For the global economic landscape, the US still seems to have the most innovative and quickly growing economy among global developed countries. The AI-boom that is blossoming in the US, so far, has not been matched by any other country. Secondarily, there does not seem to be any foreign currency that can rival the US dollar in terms of its stability, efficiency, and ubiquity.
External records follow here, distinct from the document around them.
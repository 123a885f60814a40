use serde::{Deserialize, Serialize};
use std::fmt;
use std::str::FromStr;

/// The kind of account a payment-gated transaction concerns.
#[derive(Debug, Clone, Copy, PartialEq, Eq, Hash, Serialize, Deserialize)]
pub enum SubjectType {
    #[serde(rename = "agent")]
    Agent,
    #[serde(
        rename = "service-provider",
        alias = "serviceProvider",
        alias = "service_provider",
        alias = "serviceprovider"
    )]
    ServiceProvider,
}

impl SubjectType {
    pub const ALL: [SubjectType; 2] = [SubjectType::Agent, SubjectType::ServiceProvider];

    pub fn as_str(&self) -> &'static str {
        match self {
            SubjectType::Agent => "agent",
            SubjectType::ServiceProvider => "service-provider",
        }
    }

    /// Key prefix of this subject's registration slot in the stash.
    pub fn stash_prefix(&self) -> &'static str {
        match self {
            SubjectType::Agent => "agent",
            SubjectType::ServiceProvider => "serviceProvider",
        }
    }
}

impl fmt::Display for SubjectType {
    fn fmt(&self, f: &mut fmt::Formatter<'_>) -> fmt::Result {
        f.write_str(self.as_str())
    }
}

impl FromStr for SubjectType {
    type Err = String;

    fn from_str(s: &str) -> Result<Self, Self::Err> {
        match s.trim().to_ascii_lowercase().as_str() {
            "agent" => Ok(SubjectType::Agent),
            "service-provider" | "service_provider" | "serviceprovider" => {
                Ok(SubjectType::ServiceProvider)
            }
            other => Err(format!("unknown subject type `{other}`")),
        }
    }
}

#[derive(Debug, Clone, Copy, PartialEq, Eq, Hash, Serialize, Deserialize)]
#[serde(rename_all = "lowercase")]
pub enum TransactionKind {
    Registration,
    Renewal,
}

impl TransactionKind {
    pub fn as_str(&self) -> &'static str {
        match self {
            TransactionKind::Registration => "registration",
            TransactionKind::Renewal => "renewal",
        }
    }
}

impl fmt::Display for TransactionKind {
    fn fmt(&self, f: &mut fmt::Formatter<'_>) -> fmt::Result {
        f.write_str(self.as_str())
    }
}

/// Structural information carried by a gateway order identifier.
#[derive(Debug, Clone, Copy, PartialEq, Eq)]
pub struct OrderTag {
    pub subject: SubjectType,
    pub kind: TransactionKind,
}

/// Known order id prefixes, in the order they are checked.
const ORDER_PREFIXES: [(&str, OrderTag); 4] = [
    (
        "RENEW_SERVICE_",
        OrderTag {
            subject: SubjectType::ServiceProvider,
            kind: TransactionKind::Renewal,
        },
    ),
    (
        "RENEW_AGENT_",
        OrderTag {
            subject: SubjectType::Agent,
            kind: TransactionKind::Renewal,
        },
    ),
    (
        "SP_",
        OrderTag {
            subject: SubjectType::ServiceProvider,
            kind: TransactionKind::Registration,
        },
    ),
    (
        "AGENT_",
        OrderTag {
            subject: SubjectType::Agent,
            kind: TransactionKind::Registration,
        },
    ),
];

impl OrderTag {
    /// Reads the tag from the literal prefix of `order_id`. Case-sensitive.
    pub fn parse(order_id: &str) -> Option<OrderTag> {
        ORDER_PREFIXES
            .iter()
            .find(|(prefix, _)| order_id.starts_with(prefix))
            .map(|(_, tag)| *tag)
    }
}

/// Derives the subject type of a transaction from its order id alone.
///
/// Returns `None` (unknown) for any identifier without a recognised prefix.
/// This is the only recovery path when the stash record is gone but the
/// order id survived in the return URL, so it never guesses.
pub fn classify(order_id: &str) -> Option<SubjectType> {
    OrderTag::parse(order_id).map(|tag| tag.subject)
}

#[cfg(test)]
mod tests {
    use super::*;

    #[test]
    fn test_classify_renewal_prefixes() {
        assert_eq!(
            classify("RENEW_SERVICE_42"),
            Some(SubjectType::ServiceProvider)
        );
        assert_eq!(classify("RENEW_AGENT_9"), Some(SubjectType::Agent));
        assert_eq!(classify("RENEW_SERVICE_"), Some(SubjectType::ServiceProvider));
    }

    #[test]
    fn test_classify_registration_prefixes() {
        assert_eq!(classify("SP_1700000000"), Some(SubjectType::ServiceProvider));
        assert_eq!(classify("AGENT_1700000000"), Some(SubjectType::Agent));
        assert_eq!(
            OrderTag::parse("SP_1").map(|t| t.kind),
            Some(TransactionKind::Registration)
        );
        assert_eq!(
            OrderTag::parse("RENEW_AGENT_1").map(|t| t.kind),
            Some(TransactionKind::Renewal)
        );
    }

    #[test]
    fn test_classify_unknown() {
        for order_id in [
            "",
            "order_123",
            "renew_agent_9",
            "sp_1",
            "RENEW_",
            "RENEW_OWNER_1",
            " RENEW_AGENT_9",
            "XSP_1",
        ] {
            assert_eq!(classify(order_id), None, "{order_id:?}");
        }
    }

    #[test]
    fn test_subject_type_parsing() {
        assert_eq!("agent".parse::<SubjectType>(), Ok(SubjectType::Agent));
        assert_eq!(
            "Service-Provider".parse::<SubjectType>(),
            Ok(SubjectType::ServiceProvider)
        );
        assert!("owner".parse::<SubjectType>().is_err());
    }

    #[test]
    fn test_subject_type_serde() {
        let json = serde_json::to_string(&SubjectType::ServiceProvider).unwrap();
        assert_eq!(json, "\"service-provider\"");
        let parsed: SubjectType = serde_json::from_str("\"serviceProvider\"").unwrap();
        assert_eq!(parsed, SubjectType::ServiceProvider);
    }
}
As a result, we are skeptical of the argument that calls for the dollar to structurally slide over the coming years.  Nonetheless, we are watching the developments related to the US dollar and the returns of non-US risk assets, and we are evaluating options for hedging some exposure to US investments should the headwinds to the US dollar prove to be more severe than we have seen thus far.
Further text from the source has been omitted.